I am deeply passionate about visual literacy and exhorting people to carefully consider the video content they watch rather than mindlessly consuming lazy filmmaking. I believe that if the audience can be educated and start investing their time and money in content of outstanding quality, we will start to see excellent filmmaking become the norm, rather than cash-grabbing blockbusters dominating the cinema. I am also drawn to producing content about Autism Spectrum Disorder. As a relatively high-functioning woman with Aspergers, I believe it is my responsibility to use the medium I am comfortable with to speak out about my internal and external experiences, struggles and triumphs as an autistic woman for both the education of neurotypical people and the encouragement of others on the spectrum.
Pick three words/phrases that describe your approach to the medium?
I recently saw a quote on someone’s Instagram story that perfectly sums up my entire approach to video and content creation: “The future of online media is creating content that’s special, researched, and custom enough that a 12-year-old with a smartphone couldn’t recreate it.” Those three points are a personal requirement that I demand from myself when I create videos.
Why did you choose to study cinematography and content creation?

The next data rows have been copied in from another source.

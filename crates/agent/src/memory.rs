//! In-process session memory and response cache
//!
//! Both stores are keyed by session so that concurrent sessions never
//! contend on a shared lock. Expired entries are dropped lazily on access,
//! and writes sweep the whole map at most once per sweep interval so that
//! sessions which never return do not accumulate.

use std::collections::VecDeque;
use std::time::{Duration, Instant};

use async_trait::async_trait;
use dashmap::DashMap;
use parking_lot::Mutex;

use medirag_config::constants::memory;
use medirag_config::MemorySettings;
use medirag_core::{query_hash, CachedResponse, ConversationTurn, ResponseCache, Result, SessionMemoryStore};

/// Cache key for a query within a session
///
/// The result shape depends on `top_k` and `include_diseases`, so both are
/// part of the key.
pub fn cache_key(session_id: &str, query: &str, top_k: usize, include_diseases: bool) -> String {
    format!(
        "{}:{}:{}:{}",
        session_id,
        query_hash(query),
        top_k,
        u8::from(include_diseases)
    )
}

/// Rate limiter for full-map sweeps
struct SweepClock {
    interval: Duration,
    last: Mutex<Instant>,
}

impl SweepClock {
    fn new(interval: Duration) -> Self {
        Self {
            interval,
            last: Mutex::new(Instant::now()),
        }
    }

    /// True at most once per interval
    fn due(&self) -> bool {
        let mut last = self.last.lock();
        if last.elapsed() < self.interval {
            return false;
        }
        *last = Instant::now();
        true
    }
}

struct Session {
    turns: VecDeque<ConversationTurn>,
    last_access: Instant,
}

/// Session history held in memory
pub struct InMemorySessionStore {
    sessions: DashMap<String, Session>,
    max_history: usize,
    ttl: Duration,
    sweep: SweepClock,
}

impl InMemorySessionStore {
    pub fn new(max_history: usize, ttl: Duration) -> Self {
        let interval = ttl.min(Duration::from_secs(memory::SWEEP_INTERVAL_SECS));
        Self {
            sessions: DashMap::new(),
            max_history: max_history.max(1),
            ttl,
            sweep: SweepClock::new(interval),
        }
    }

    pub fn from_settings(settings: &MemorySettings) -> Self {
        Self::new(settings.max_history, settings.history_ttl())
    }

    /// Number of live sessions
    pub fn session_count(&self) -> usize {
        self.sessions.len()
    }

    /// Drop every expired session, returning how many were removed
    pub fn purge_expired(&self) -> usize {
        let before = self.sessions.len();
        self.sessions
            .retain(|_, session| session.last_access.elapsed() <= self.ttl);
        let removed = before.saturating_sub(self.sessions.len());
        if removed > 0 {
            tracing::debug!(removed, "Purged expired sessions");
        }
        removed
    }

    fn drop_if_expired(&self, session_id: &str) {
        self.sessions
            .remove_if(session_id, |_, session| session.last_access.elapsed() > self.ttl);
    }
}

#[async_trait]
impl SessionMemoryStore for InMemorySessionStore {
    async fn get(&self, session_id: &str, limit: usize) -> Result<Vec<ConversationTurn>> {
        self.drop_if_expired(session_id);

        Ok(self
            .sessions
            .get(session_id)
            .map(|session| {
                let skip = session.turns.len().saturating_sub(limit);
                session.turns.iter().skip(skip).cloned().collect()
            })
            .unwrap_or_default())
    }

    async fn append(&self, session_id: &str, turn: ConversationTurn) -> Result<usize> {
        if self.sweep.due() {
            self.purge_expired();
        } else {
            self.drop_if_expired(session_id);
        }

        let mut session = self
            .sessions
            .entry(session_id.to_string())
            .or_insert_with(|| Session {
                turns: VecDeque::new(),
                last_access: Instant::now(),
            });

        session.turns.push_back(turn);
        while session.turns.len() > self.max_history {
            session.turns.pop_front();
        }
        session.last_access = Instant::now();

        tracing::debug!(session_id, turns = session.turns.len(), "Stored conversation turn");
        Ok(session.turns.len())
    }

    async fn clear(&self, session_id: &str) -> Result<()> {
        self.sessions.remove(session_id);
        Ok(())
    }

    async fn turn_count(&self, session_id: &str) -> Result<usize> {
        self.drop_if_expired(session_id);
        Ok(self
            .sessions
            .get(session_id)
            .map(|s| s.turns.len())
            .unwrap_or(0))
    }
}

/// Response cache held in memory
pub struct InMemoryResponseCache {
    entries: DashMap<String, (CachedResponse, Instant)>,
    sweep: SweepClock,
}

impl Default for InMemoryResponseCache {
    fn default() -> Self {
        Self::new()
    }
}

impl InMemoryResponseCache {
    pub fn new() -> Self {
        Self::with_sweep_interval(Duration::from_secs(memory::SWEEP_INTERVAL_SECS))
    }

    pub fn with_sweep_interval(interval: Duration) -> Self {
        Self {
            entries: DashMap::new(),
            sweep: SweepClock::new(interval),
        }
    }

    /// Drop every expired entry, returning how many were removed
    pub fn purge_expired(&self) -> usize {
        let now = Instant::now();
        let before = self.entries.len();
        self.entries.retain(|_, (_, expires)| *expires > now);
        let removed = before.saturating_sub(self.entries.len());
        if removed > 0 {
            tracing::debug!(removed, "Purged expired cache entries");
        }
        removed
    }

    pub fn len(&self) -> usize {
        self.entries.len()
    }

    pub fn is_empty(&self) -> bool {
        self.entries.is_empty()
    }
}

#[async_trait]
impl ResponseCache for InMemoryResponseCache {
    async fn get(&self, key: &str) -> Result<Option<CachedResponse>> {
        let now = Instant::now();
        self.entries.remove_if(key, |_, (_, expires)| *expires <= now);
        Ok(self.entries.get(key).map(|entry| entry.0.clone()))
    }

    async fn put(&self, key: &str, value: CachedResponse, ttl: Duration) -> Result<()> {
        if self.sweep.due() {
            self.purge_expired();
        }
        if ttl.is_zero() {
            return Ok(());
        }
        self.entries
            .insert(key.to_string(), (value, Instant::now() + ttl));
        Ok(())
    }
}

#[cfg(test)]
mod tests {
    use super::*;
    use chrono::Utc;

    fn turn(i: usize) -> ConversationTurn {
        ConversationTurn::new(format!("q{}", i), format!("a{}", i))
    }

    #[tokio::test]
    async fn test_append_returns_count_and_bounds_history() {
        let store = InMemorySessionStore::new(3, Duration::from_secs(60));
        for i in 1..=5 {
            let count = store.append("s1", turn(i)).await.unwrap();
            assert_eq!(count, i.min(3));
        }

        let turns = store.get("s1", 10).await.unwrap();
        let queries: Vec<_> = turns.iter().map(|t| t.query.as_str()).collect();
        assert_eq!(queries, vec!["q3", "q4", "q5"]);
    }

    #[tokio::test]
    async fn test_get_returns_most_recent_oldest_first() {
        let store = InMemorySessionStore::new(20, Duration::from_secs(60));
        for i in 1..=4 {
            store.append("s1", turn(i)).await.unwrap();
        }
        let turns = store.get("s1", 2).await.unwrap();
        assert_eq!(turns[0].query, "q3");
        assert_eq!(turns[1].query, "q4");
    }

    #[tokio::test]
    async fn test_sessions_are_isolated() {
        let store = InMemorySessionStore::new(20, Duration::from_secs(60));
        store.append("a", turn(1)).await.unwrap();
        store.append("b", turn(2)).await.unwrap();
        store.clear("a").await.unwrap();

        assert_eq!(store.turn_count("a").await.unwrap(), 0);
        assert_eq!(store.turn_count("b").await.unwrap(), 1);
    }

    #[tokio::test]
    async fn test_session_expires() {
        let store = InMemorySessionStore::new(20, Duration::from_millis(20));
        store.append("s1", turn(1)).await.unwrap();
        tokio::time::sleep(Duration::from_millis(40)).await;

        assert!(store.get("s1", 5).await.unwrap().is_empty());
        assert_eq!(store.session_count(), 0);
    }

    #[tokio::test]
    async fn test_abandoned_sessions_are_swept_on_write() {
        let store = InMemorySessionStore::new(20, Duration::from_millis(20));
        for i in 0..10 {
            store.append(&format!("gone-{}", i), turn(i)).await.unwrap();
        }

        tokio::time::sleep(Duration::from_millis(40)).await;
        store.append("active", turn(1)).await.unwrap();

        assert_eq!(store.session_count(), 1);
        assert_eq!(store.turn_count("active").await.unwrap(), 1);
    }

    #[tokio::test]
    async fn test_cache_put_get_and_expiry() {
        let cache = InMemoryResponseCache::new();
        let value = CachedResponse {
            narrative: Some("답변".to_string()),
            candidates: Vec::new(),
            diseases: Vec::new(),
            cached_at: Utc::now(),
        };
        let key = cache_key("s1", "두통", 5, true);

        cache.put(&key, value.clone(), Duration::from_secs(60)).await.unwrap();
        assert!(cache.get(&key).await.unwrap().is_some());
        assert!(cache.get(&cache_key("s2", "두통", 5, true)).await.unwrap().is_none());

        cache.put(&key, value, Duration::from_millis(10)).await.unwrap();
        tokio::time::sleep(Duration::from_millis(30)).await;
        assert!(cache.get(&key).await.unwrap().is_none());
        assert!(cache.is_empty());
    }

    #[tokio::test]
    async fn test_unread_cache_entries_are_swept_on_put() {
        let cache = InMemoryResponseCache::with_sweep_interval(Duration::ZERO);
        let value = CachedResponse {
            narrative: None,
            candidates: Vec::new(),
            diseases: Vec::new(),
            cached_at: Utc::now(),
        };

        for i in 0..10 {
            let key = cache_key(&format!("s{}", i), "두통", 5, true);
            cache.put(&key, value.clone(), Duration::from_millis(10)).await.unwrap();
        }

        tokio::time::sleep(Duration::from_millis(30)).await;
        let live = cache_key("live", "두통", 5, true);
        cache.put(&live, value, Duration::from_secs(60)).await.unwrap();

        assert_eq!(cache.len(), 1);
        assert!(cache.get(&live).await.unwrap().is_some());
    }

    #[test]
    fn test_cache_key_normalizes_query() {
        assert_eq!(cache_key("s", " 두통 ", 5, true), cache_key("s", "두통", 5, true));
        assert_ne!(cache_key("s", "두통", 5, true), cache_key("t", "두통", 5, true));
    }

    #[test]
    fn test_cache_key_separates_result_shape() {
        let base = cache_key("s", "두통", 5, true);
        assert_ne!(base, cache_key("s", "두통", 1, true));
        assert_ne!(base, cache_key("s", "두통", 5, false));
    }
}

I actually came to the course with very little interest in the “content creation” side of things; I was there purely for the cinematography component. I simply wanted to become confident in my skills as a videographer so I would not be so terrified every time I had to shoot something for a client. However, over the year, I have actually come to enjoy the content creation aspect more as a whole than the videography portion, and overall I feel like giving both parts of the course my all has been an enriching process.
What has been the most noteworthy shoot/project you have done this year?
There are two that I cannot pick between. The first is participating in the 48 Hour Film Project this year. Honestly, that was the most thrilling and enjoyable weekend of my entire life, even with the insane sleep deprivation! Our short film, “Headlights”, actually won an award, so it was all wholly worth it. The second was shooting my classmate and friend Ruan Booyen’s short film, “Catharsis”. It was such an inspiring and creative shoot and I had an absolute blast being Ruan’s cinematographer.
Who is your biggest videographic influence at the moment and how?/why?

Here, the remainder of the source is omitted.